Prefeita de Juiz de Fora Alerta: Setor Minerador em MG Impede Progresso das Políticas Ambientais

Prefeita de Juiz de Fora Alerta: Setor Minerador em MG Impede Progresso das Políticas Ambientais

Minas Gerais: Prefeita de Juiz de Fora Critica Impactos da Mineração em Políticas Ambientais

Em meio à crise provocada pelas intensas chuvas em Juiz de Fora, a prefeita Margarida Salomão (PT) expressou preocupações sobre o impacto da mineração nas políticas ambientais do estado de Minas Gerais. Em entrevista realizada na quarta-feira (25), ela destacou que a atividade minera é um dos principais obstáculos para a implementação de iniciativas mais eficazes em prol do meio ambiente.

Margarida, que decretou estado de calamidade pública após os desastres causados pela chuva, afirmou que a mineração tem um papel central na economia mineira, o que limita a discussão sobre proteção ambiental. “A mineração bloqueia qualquer tipo de política ambiental mais avançada”, disse a prefeita, ressaltando a falta de comprometimento do estado com a questão ambiental, especialmente à luz das tragédias em Mariana e Brumadinho.

Estado de Calamidade e Respostas Governamentais

Após a forte tempestade que afetou a cidade, resultando em mortes e pessoas desaparecidas, a prefeita mobilizou esforços para buscar apoio federal.

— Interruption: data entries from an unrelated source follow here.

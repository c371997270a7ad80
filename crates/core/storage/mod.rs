//! Document store abstraction for Statboard
//!
//! This module provides a trait-based abstraction for the schemaless document
//! store player records live in, allowing different storage implementations
//! while maintaining a consistent API. Each logical collection is addressed
//! by name; one collection holds one server namespace.

use crate::error::Result;
use serde_json::{Map, Value};

mod memory;
mod path;
pub mod persistence;

pub use memory::MemoryBackend;
pub use path::{compare_values, lookup, project};
pub use persistence::{SnapshotConfig, SnapshotFile};

/// A stored document: a JSON object.
pub type Document = Map<String, Value>;

/// Field holding the store-assigned document identifier.
pub const ID_FIELD: &str = "_id";

/// Trait for document store implementations
///
/// Methods take `&self`; implementations synchronize internally so a single
/// handle can be shared across concurrent requests.
pub trait DocumentStore: Send + Sync {
    /// Get the first document in natural order matching `filter`
    fn find_one(&self, collection: &str, filter: &Filter) -> Result<Option<Document>>;

    /// Get all documents matching `filter`, projected, sorted and limited
    fn find(&self, collection: &str, filter: &Filter, options: &FindOptions)
    -> Result<Vec<Document>>;

    /// Insert a document and return its assigned identifier
    fn insert_one(&self, collection: &str, document: Document) -> Result<String>;

    /// Set the top-level fields of `update` on the first document matching
    /// `filter`. Returns the number of documents matched (0 or 1).
    fn update_one(&self, collection: &str, filter: &Filter, update: Document) -> Result<u64>;

    /// Atomically replace the first document matching `filter` with
    /// `document`, or insert it if nothing matches. The identifier of an
    /// existing document is preserved. Returns the document identifier.
    fn replace_or_insert(&self, collection: &str, filter: &Filter, document: Document)
    -> Result<String>;

    /// Names of all collections holding at least one document
    fn collection_names(&self) -> Result<Vec<String>>;

    /// Get storage statistics
    fn stats(&self) -> Result<StorageStats>;

    /// Flush any pending writes to persistent storage
    fn sync(&self) -> Result<()>;

    /// Close the storage backend
    fn close(&self) -> Result<()>;
}

/// Conjunction of exact-match conditions on dotted field paths.
///
/// An empty filter matches every document.
#[derive(Debug, Clone, Default, PartialEq)]
pub struct Filter {
    conditions: Vec<(String, Value)>,
}

impl Filter {
    pub fn new() -> Self {
        Self::default()
    }

    /// Shorthand for a single-condition filter.
    pub fn by<P: Into<String>, V: Into<Value>>(path: P, value: V) -> Self {
        Self::new().and(path, value)
    }

    pub fn and<P: Into<String>, V: Into<Value>>(mut self, path: P, value: V) -> Self {
        self.conditions.push((path.into(), value.into()));
        self
    }

    pub fn is_empty(&self) -> bool {
        self.conditions.is_empty()
    }

    pub fn conditions(&self) -> &[(String, Value)] {
        &self.conditions
    }

    pub fn matches(&self, document: &Document) -> bool {
        self.conditions
            .iter()
            .all(|(path, expected)| lookup(document, path) == Some(expected))
    }
}

/// Sort order for a single sort key
#[derive(Debug, Clone, Copy, PartialEq, Eq)]
pub enum SortOrder {
    Ascending,
    Descending,
}

impl SortOrder {
    /// Maps the store convention (`1` / `-1`); anything but `1` is descending.
    pub fn from_value(value: i32) -> Self {
        if value == 1 {
            SortOrder::Ascending
        } else {
            SortOrder::Descending
        }
    }
}

/// Options for [`DocumentStore::find`]
#[derive(Debug, Clone, Default, PartialEq)]
pub struct FindOptions {
    /// Dotted paths to keep; `None` returns whole documents
    pub projection: Option<Vec<String>>,
    /// Single sort key; `None` keeps natural (insertion) order
    pub sort: Option<(String, SortOrder)>,
    /// Maximum number of documents; `None` means unbounded
    pub limit: Option<usize>,
}

impl FindOptions {
    pub fn new() -> Self {
        Self::default()
    }

    pub fn projection(mut self, paths: Vec<String>) -> Self {
        self.projection = Some(paths);
        self
    }

    pub fn sort<P: Into<String>>(mut self, path: P, order: SortOrder) -> Self {
        self.sort = Some((path.into(), order));
        self
    }

    pub fn limit(mut self, limit: Option<usize>) -> Self {
        self.limit = limit;
        self
    }
}

/// Storage backend statistics
#[derive(Debug, Clone, Default, PartialEq, Eq)]
pub struct StorageStats {
    /// Number of non-empty collections
    pub collection_count: usize,
    /// Total number of documents across collections
    pub document_count: usize,
    /// Number of write operations performed
    pub operations_count: u64,
}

Em conversas com o presidente Luiz Inácio Lula da Silva e o vice-presidente Geraldo Alckmin, Margarida buscou auxílio para enfrentar a crise. Além disso, representantes de ministérios e da Caixa Econômica Federal visitaram o município para discutir medidas emergenciais.

Margarida, que assumiu a prefeitura em 2021 e foi reeleita em 2024, criticou a falta de diálogo entre o governo estadual, liderado por Romeu Zema (Novo), e os municípios. Ela mencionou que o Novo PAC, que prevê infraestrutura em áreas vulneráveis, enfrenta entraves burocráticos que dificultam sua implementação.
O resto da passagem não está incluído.